• Work to be completed
In the entries that follow, the lines from the one with "that reconnects and" through the one with "CString::new(value)" are the ones to write out, exactly and with both ends included. Nothing else should appear.

• Data supplied
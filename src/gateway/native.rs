//! FFI binding to the native PLC/camera library.
//!
//! The library keeps its own connection manager thread that reconnects and
//! refreshes the D0 status register every 500 ms; the calls below only read its
//! cached state or enqueue work for it.

use std::ffi::{c_char, c_int, c_void, CString};

use log::{info, warn};

use super::{DeviceGateway, GatewayError, Light};
use crate::settings::LightWiring;

extern "C" {
    #[link_name = "ConnectPlc"]
    fn native_connect_plc(ip_address: *const c_char, port: c_int) -> bool;
    #[link_name = "DisconnectPlc"]
    fn native_disconnect_plc();
    #[link_name = "GetIsConnected"]
    fn native_is_plc_connected() -> bool;
    #[link_name = "GetLastPlcValue"]
    fn native_last_plc_value() -> c_int;
    #[link_name = "SetPlcBit"]
    fn native_set_plc_bit(device: *const c_char, value: c_int);

    #[link_name = "GetCameraCount"]
    fn native_camera_count() -> c_int;
    #[link_name = "StartLiveView"]
    fn native_start_live_view(hwnd: *mut c_void, device_index: c_int);
    #[link_name = "StopLiveView"]
    fn native_stop_live_view();
    #[link_name = "GetIsCameraConnected"]
    fn native_is_camera_connected() -> bool;
    #[link_name = "CaptureImageCustom"]
    fn native_capture_image(filename: *const c_char) -> bool;
}

pub struct NativeGateway {
    wiring: LightWiring,
}

impl NativeGateway {
    pub fn new(wiring: LightWiring) -> Self {
        Self { wiring }
    }
}

fn c_string(value: &str) -> Result<CString, GatewayError> {
    CString::new(value)
        .map_err(|_| GatewayError::InvalidArgument(format!("interior NUL in {value:?}")))
}

impl DeviceGateway for NativeGateway {
    fn connect(&self, address: &str, port: u16) -> Result<(), GatewayError> {
        let c_address = c_string(address)?;
        let connected = unsafe { native_connect_plc(c_address.as_ptr(), c_int::from(port)) };
        if connected {
            info!("Native PLC connection established to {address}:{port}");
            Ok(())
        } else {
            Err(GatewayError::ConnectFailed {
                address: address.to_string(),
                port,
            })
        }
    }

    fn disconnect(&self) {
        unsafe { native_disconnect_plc() }
    }

    fn open_camera(&self, device_index: u32) -> Result<(), GatewayError> {
        let count = unsafe { native_camera_count() };
        let index = c_int::try_from(device_index)
            .map_err(|_| GatewayError::CameraOpenFailed { index: device_index })?;
        if index >= count {
            warn!("Camera {device_index} requested but only {count} enumerated");
            return Err(GatewayError::CameraOpenFailed { index: device_index });
        }

        // Headless: no preview window handle.
        unsafe { native_start_live_view(std::ptr::null_mut(), index) };

        if unsafe { native_is_camera_connected() } {
            Ok(())
        } else {
            Err(GatewayError::CameraOpenFailed { index: device_index })
        }
    }

    fn close_camera(&self) {
        unsafe { native_stop_live_view() }
    }

    fn is_plc_connected(&self) -> Result<bool, GatewayError> {
        Ok(unsafe { native_is_plc_connected() })
    }

    fn is_camera_connected(&self) -> Result<bool, GatewayError> {
        Ok(unsafe { native_is_camera_connected() })
    }

    fn read_machine_code(&self) -> Result<i32, GatewayError> {
        if !unsafe { native_is_plc_connected() } {
            return Err(GatewayError::PlcNotConnected);
        }
        Ok(unsafe { native_last_plc_value() })
    }

    fn set_light_output(&self, light: Light, on: bool) -> Result<(), GatewayError> {
        // SetPlcBit drops writes silently while disconnected, so check first.
        if !unsafe { native_is_plc_connected() } {
            return Err(GatewayError::PlcNotConnected);
        }
        let device = c_string(self.wiring.device_for(light))?;
        unsafe { native_set_plc_bit(device.as_ptr(), c_int::from(on)) };
        Ok(())
    }

    fn capture_image(&self, filename: &str) -> Result<bool, GatewayError> {
        if !unsafe { native_is_camera_connected() } {
            return Err(GatewayError::CameraNotConnected);
        }
        let c_filename = c_string(filename)?;
        Ok(unsafe { native_capture_image(c_filename.as_ptr()) })
    }
}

• Result of this task
//! The library keeps its own connection manager thread that reconnects and
//! refreshes the D0 status register every 500 ms; the calls below only read its
//! cached state or enqueue work for it.

use std::ffi::{c_char, c_int, c_void, CString};

use log::{info, warn};

use super::{DeviceGateway, GatewayError, Light};
use crate::settings::LightWiring;

extern "C" {
    #[link_name = "ConnectPlc"]
    fn native_connect_plc(ip_address: *const c_char, port: c_int) -> bool;
    #[link_name = "DisconnectPlc"]
    fn native_disconnect_plc();
    #[link_name = "GetIsConnected"]
    fn native_is_plc_connected() -> bool;
    #[link_name = "GetLastPlcValue"]
    fn native_last_plc_value() -> c_int;
    #[link_name = "SetPlcBit"]
    fn native_set_plc_bit(device: *const c_char, value: c_int);

    #[link_name = "GetCameraCount"]
    fn native_camera_count() -> c_int;
    #[link_name = "StartLiveView"]
    fn native_start_live_view(hwnd: *mut c_void, device_index: c_int);
    #[link_name = "StopLiveView"]
    fn native_stop_live_view();
    #[link_name = "GetIsCameraConnected"]
    fn native_is_camera_connected() -> bool;
    #[link_name = "CaptureImageCustom"]
    fn native_capture_image(filename: *const c_char) -> bool;
}

pub struct NativeGateway {
    wiring: LightWiring,
}

impl NativeGateway {
    pub fn new(wiring: LightWiring) -> Self {
        Self { wiring }
    }
}

fn c_string(value: &str) -> Result<CString, GatewayError> {
    CString::new(value)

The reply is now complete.